I had the pleasure of indulging in a slice of applesauce cake last thanksgiving. It was made by a friend of mines who says she received the recipe from her grandmother. The cake was super moist and filled with raisins and perhaps some kind of nut.It was dark brown and cake-y in texture.Since then I've hounded her to pass me the recipe and each time she politely declines my offer /img/vbsmilies/smilies/crying.gif Now Thanksgiving is rolling around again and I would love to have an applesauce cake part of my menu. Does anyone have a recipe to lend or a point in the right direction?

I want some thing moist, cake-like texture (think banana bread texture) and dry fruit friendly /img/vbsmilies/smilies//smile.gif


----------



## siduri (Aug 13, 2006)

I'm on my way out to go to work, but if i remember I will send you the recipe from the old (1950) betty crocker cookbook (yes, a very good cake section, everything comes out perfectly).  It was written before cake mixes and the recipes are foolproof.  The modern version of the book uses too many convenience foods. 

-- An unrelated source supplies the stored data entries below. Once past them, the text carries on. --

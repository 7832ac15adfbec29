pub mod domain;
pub mod ports;
pub mod services;
pub mod testimonial_use_cases;
mod testimonial_repository_mongo;

pub use testimonial_repository_mongo::TestimonialRepositoryMongo;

It's made with cooked applesauce (again, they tell you to MAKE the applesauce, while the new edition would tell you to buy it).  That lends the moisture, and it has raisins and is dark brown and very moist but cake-like.  Just what you wanted. 

If i don't remember, send me a private message, ok?


----------



## sinfulvixen (Nov 7, 2010)

Ah Siduri I will hold you to that /img/vbsmilies/smilies//wink.gif Thanks for your reply!


----------



## siduri (Aug 13, 2006)

Ok here goes.

*applesauce cake - betty crocker cookbook 1950*

make thick unsweetened applesauce by cutting 6 to 8 tart peeled apples. add 1/4 cup water. Cook slowly to a mush, stirring occasionally. mash (or seive).

preheat oven to 350

grease a rectangular pan 13 X 9 inch

Whisk or sift together:

2 1/2 cups flour

2 cups white sugar

1/4 tsp baking powder

1 1/2 tsp baking soda

3/4 tsp cinnamon

1/2 tsp cloves

1/2 tsp allspice

add and beat two minutes:

1/2 cup butter _at room temperature_

1/2 cup water

1/2 cup walnuts cut up

1 cup raisins

add and beat another two minutes:

1 1/2 cup of the applesauce you made

1 very large egg (1/3 cup)

 Pour into prepared pan and bake 45 to 50 min

remove from oven when it tests done - toothpick inserted inside comes out dry, perhaps with some crumb attached

Let it cool for ten minutes, remove to rack, cool completely or eat warm


----------



## sinfulvixen (Nov 7, 2010)

Oh Siduri you rock! I will make this weekend and let you know the results.

Thanks so much /img/vbsmilies/smilies/biggrin.gif


----------



## doe965 (Dec 1, 2009)

I am looking forward to making this this weekend.


----------